Stored data:

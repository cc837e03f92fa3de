// SPDX-FileCopyrightText: 2025 Joost van der Laan <joost@fashionunited.com>
//
// SPDX-License-Identifier: AGPL-3.0-only

use crate::config::IndexSymbol;
use crate::models::PriceTable;
use crate::utils::format_with_commas;
use chrono::NaiveDate;

const UNAVAILABLE: &str = "N/A (Market Closed?)";

/// Latest level of one market index.
#[derive(Debug, Clone, PartialEq)]
pub struct IndexQuote {
    pub name: String,
    pub symbol: String,
    pub close: Option<f64>,
}

impl IndexQuote {
    pub fn display_value(&self) -> String {
        match self.close {
            Some(close) => format_with_commas(close, 2),
            None => UNAVAILABLE.to_string(),
        }
    }
}

/// Index levels shown above the ranking tables.
#[derive(Debug, Clone, PartialEq, Default)]
pub struct MarketSnapshot {
    pub quotes: Vec<IndexQuote>,
    /// Most recent date any index closed on.
    pub as_of: Option<NaiveDate>,
}

impl MarketSnapshot {
    /// Picks each index's most recent close out of the fetched table.
    pub fn from_table(indices: &[IndexSymbol], table: &PriceTable) -> Self {
        let mut as_of: Option<NaiveDate> = None;
        let quotes = indices
            .iter()
            .map(|index| {
                let latest = table.latest_close(&index.symbol);
                if let Some((date, _)) = latest {
                    as_of = as_of.max(Some(date));
                } else {
                    tracing::warn!(symbol = %index.symbol, "no recent close for index");
                }
                IndexQuote {
                    name: index.name.clone(),
                    symbol: index.symbol.clone(),
                    close: latest.map(|(_, close)| close),
                }
            })
            .collect();

        Self { quotes, as_of }
    }

    pub fn is_empty(&self) -> bool {
        self.quotes.is_empty()
    }
}
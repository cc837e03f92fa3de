// SPDX-FileCopyrightText: 2025 Joost van der Laan <joost@fashionunited.com>
//
// SPDX-License-Identifier: AGPL-3.0-only

use crate::error::DigestError;
use crate::models::{LookbackWindow, TickerDirectory};
use crate::report::DEFAULT_REPORT_TITLE;
use anyhow::Context;
use serde::{Deserialize, Serialize};
use std::env;
use std::fs;
use std::path::Path;

pub const SENDER_EMAIL_VAR: &str = "MY_EMAIL";
pub const SENDER_PASSWORD_VAR: &str = "MY_PASSWORD";
pub const RECIPIENT_EMAIL_VAR: &str = "MY_RECIPIENT";

/// Report settings read from `config.toml`.
#[derive(Debug, Clone, PartialEq, Serialize, Deserialize)]
pub struct Config {
    pub tickers: Vec<String>,
    #[serde(default = "default_windows")]
    pub windows: Vec<LookbackWindow>,
    #[serde(default)]
    pub names: TickerDirectory,
    #[serde(default = "default_indices")]
    pub indices: Vec<IndexSymbol>,
    #[serde(default = "default_history_days")]
    pub history_days: u32,
    #[serde(default = "default_report_title")]
    pub report_title: String,
    #[serde(default)]
    pub smtp: SmtpConfig,
}

/// A market index shown in the snapshot section.
#[derive(Debug, Clone, PartialEq, Eq, Serialize, Deserialize)]
pub struct IndexSymbol {
    pub name: String,
    pub symbol: String,
}

#[derive(Debug, Clone, PartialEq, Eq, Serialize, Deserialize)]
pub struct SmtpConfig {
    pub host: String,
    pub port: u16,
}

impl Default for SmtpConfig {
    fn default() -> Self {
        Self {
            host: "smtp.gmail.com".to_string(),
            port: 587,
        }
    }
}

fn default_windows() -> Vec<LookbackWindow> {
    vec![
        LookbackWindow::new(1, "Top 10 Performers - 1 Day"),
        LookbackWindow::new(5, "Top 10 Performers - 1 Week"),
        LookbackWindow::new(21, "Top 10 Performers - 1 Month"),
        LookbackWindow::new(63, "Top 10 Performers - 3 Months"),
    ]
}

fn default_indices() -> Vec<IndexSymbol> {
    vec![
        IndexSymbol {
            name: "Nasdaq 100".to_string(),
            symbol: "^NDX".to_string(),
        },
        IndexSymbol {
            name: "S&P 500".to_string(),
            symbol: "^GSPC".to_string(),
        },
    ]
}

fn default_history_days() -> u32 {
    90
}

fn default_report_title() -> String {
    DEFAULT_REPORT_TITLE.to_string()
}

impl Config {
    /// Reject settings the report cannot be built from.
    pub fn validate(&self) -> Result<(), DigestError> {
        if self.tickers.is_empty() {
            return Err(DigestError::InvalidConfiguration(
                "at least one ticker is required".to_string(),
            ));
        }
        if self.history_days == 0 {
            return Err(DigestError::InvalidConfiguration(
                "history_days must be positive".to_string(),
            ));
        }
        for window in &self.windows {
            if window.lookback == 0 {
                return Err(DigestError::InvalidConfiguration(format!(
                    "window '{}' has a lookback of 0 trading days",
                    window.title
                )));
            }
            if window.title.trim().is_empty() {
                return Err(DigestError::InvalidConfiguration(format!(
                    "window with lookback {} has an empty title",
                    window.lookback
                )));
            }
        }
        Ok(())
    }

    /// Universe tickers followed by index symbols, without duplicates.
    pub fn fetch_symbols(&self) -> Vec<String> {
        let mut symbols: Vec<String> = Vec::with_capacity(self.tickers.len() + self.indices.len());
        for symbol in self
            .tickers
            .iter()
            .chain(self.indices.iter().map(|index| &index.symbol))
        {
            let symbol = symbol.trim();
            if !symbol.is_empty() && !symbols.iter().any(|s| s == symbol) {
                symbols.push(symbol.to_string());
            }
        }
        symbols
    }
}

pub fn parse_config(content: &str) -> anyhow::Result<Config> {
    let mut config: Config = toml::from_str(content)?;
    let mut tickers: Vec<String> = Vec::with_capacity(config.tickers.len());
    for ticker in config.tickers.iter().map(|t| t.trim()).filter(|t| !t.is_empty()) {
        if tickers.iter().any(|t| t == ticker) {
            tracing::warn!(%ticker, "ticker listed more than once; keeping the first");
        } else {
            tickers.push(ticker.to_string());
        }
    }
    config.tickers = tickers;
    config.validate()?;
    Ok(config)
}

pub fn load_config(path: impl AsRef<Path>) -> anyhow::Result<Config> {
    let path = path.as_ref();
    let content = fs::read_to_string(path)
        .with_context(|| format!("Failed to read config file {}", path.display()))?;
    parse_config(&content).with_context(|| format!("Failed to parse {}", path.display()))
}

/// Sender identity and recipient, read once from the environment.
#[derive(Debug, Clone, Default, PartialEq, Eq)]
pub struct MailSettings {
    pub sender: Option<String>,
    pub password: Option<String>,
    pub recipient: Option<String>,
}

/// Validated sender address and credential.
#[derive(Debug, Clone, PartialEq, Eq)]
pub struct SenderIdentity {
    pub address: String,
    pub password: String,
}

impl MailSettings {
    pub fn from_env() -> Self {
        Self::from_lookup(|key| env::var(key).ok())
    }

    /// Build from any key lookup. Blank values count as absent.
    pub fn from_lookup<F>(lookup: F) -> Self
    where
        F: Fn(&str) -> Option<String>,
    {
        let read = |key: &str| lookup(key).filter(|value| !value.trim().is_empty());
        let settings = Self {
            sender: read(SENDER_EMAIL_VAR),
            password: read(SENDER_PASSWORD_VAR),
            recipient: read(RECIPIENT_EMAIL_VAR),
        };

        tracing::debug!(
            sender_set = settings.sender.is_some(),
            password_set = settings.password.is_some(),
            recipient_set = settings.recipient.is_some(),
            "mail settings loaded"
        );
        settings
    }

    pub fn missing(&self) -> Vec<&'static str> {
        [
            (SENDER_EMAIL_VAR, self.sender.is_none()),
            (SENDER_PASSWORD_VAR, self.password.is_none()),
            (RECIPIENT_EMAIL_VAR, self.recipient.is_none()),
        ]
        .into_iter()
        .filter_map(|(name, absent)| absent.then_some(name))
        .collect()
    }

    /// The sender identity and recipient, or every variable that is missing.
    pub fn require(&self) -> Result<(SenderIdentity, &str), DigestError> {
        match (&self.sender, &self.password, &self.recipient) {
            (Some(address), Some(password), Some(recipient)) => Ok((
                SenderIdentity {
                    address: address.clone(),
                    password: password.clone(),
                },
                recipient.as_str(),
            )),
            _ => Err(DigestError::ConfigurationMissing {
                missing: self.missing(),
            }),
        }
    }
}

- Try it
Where the string "anyhow" appears in a line of the entries, that line counts; state the total number of such lines and nothing else.

- Exercise output
3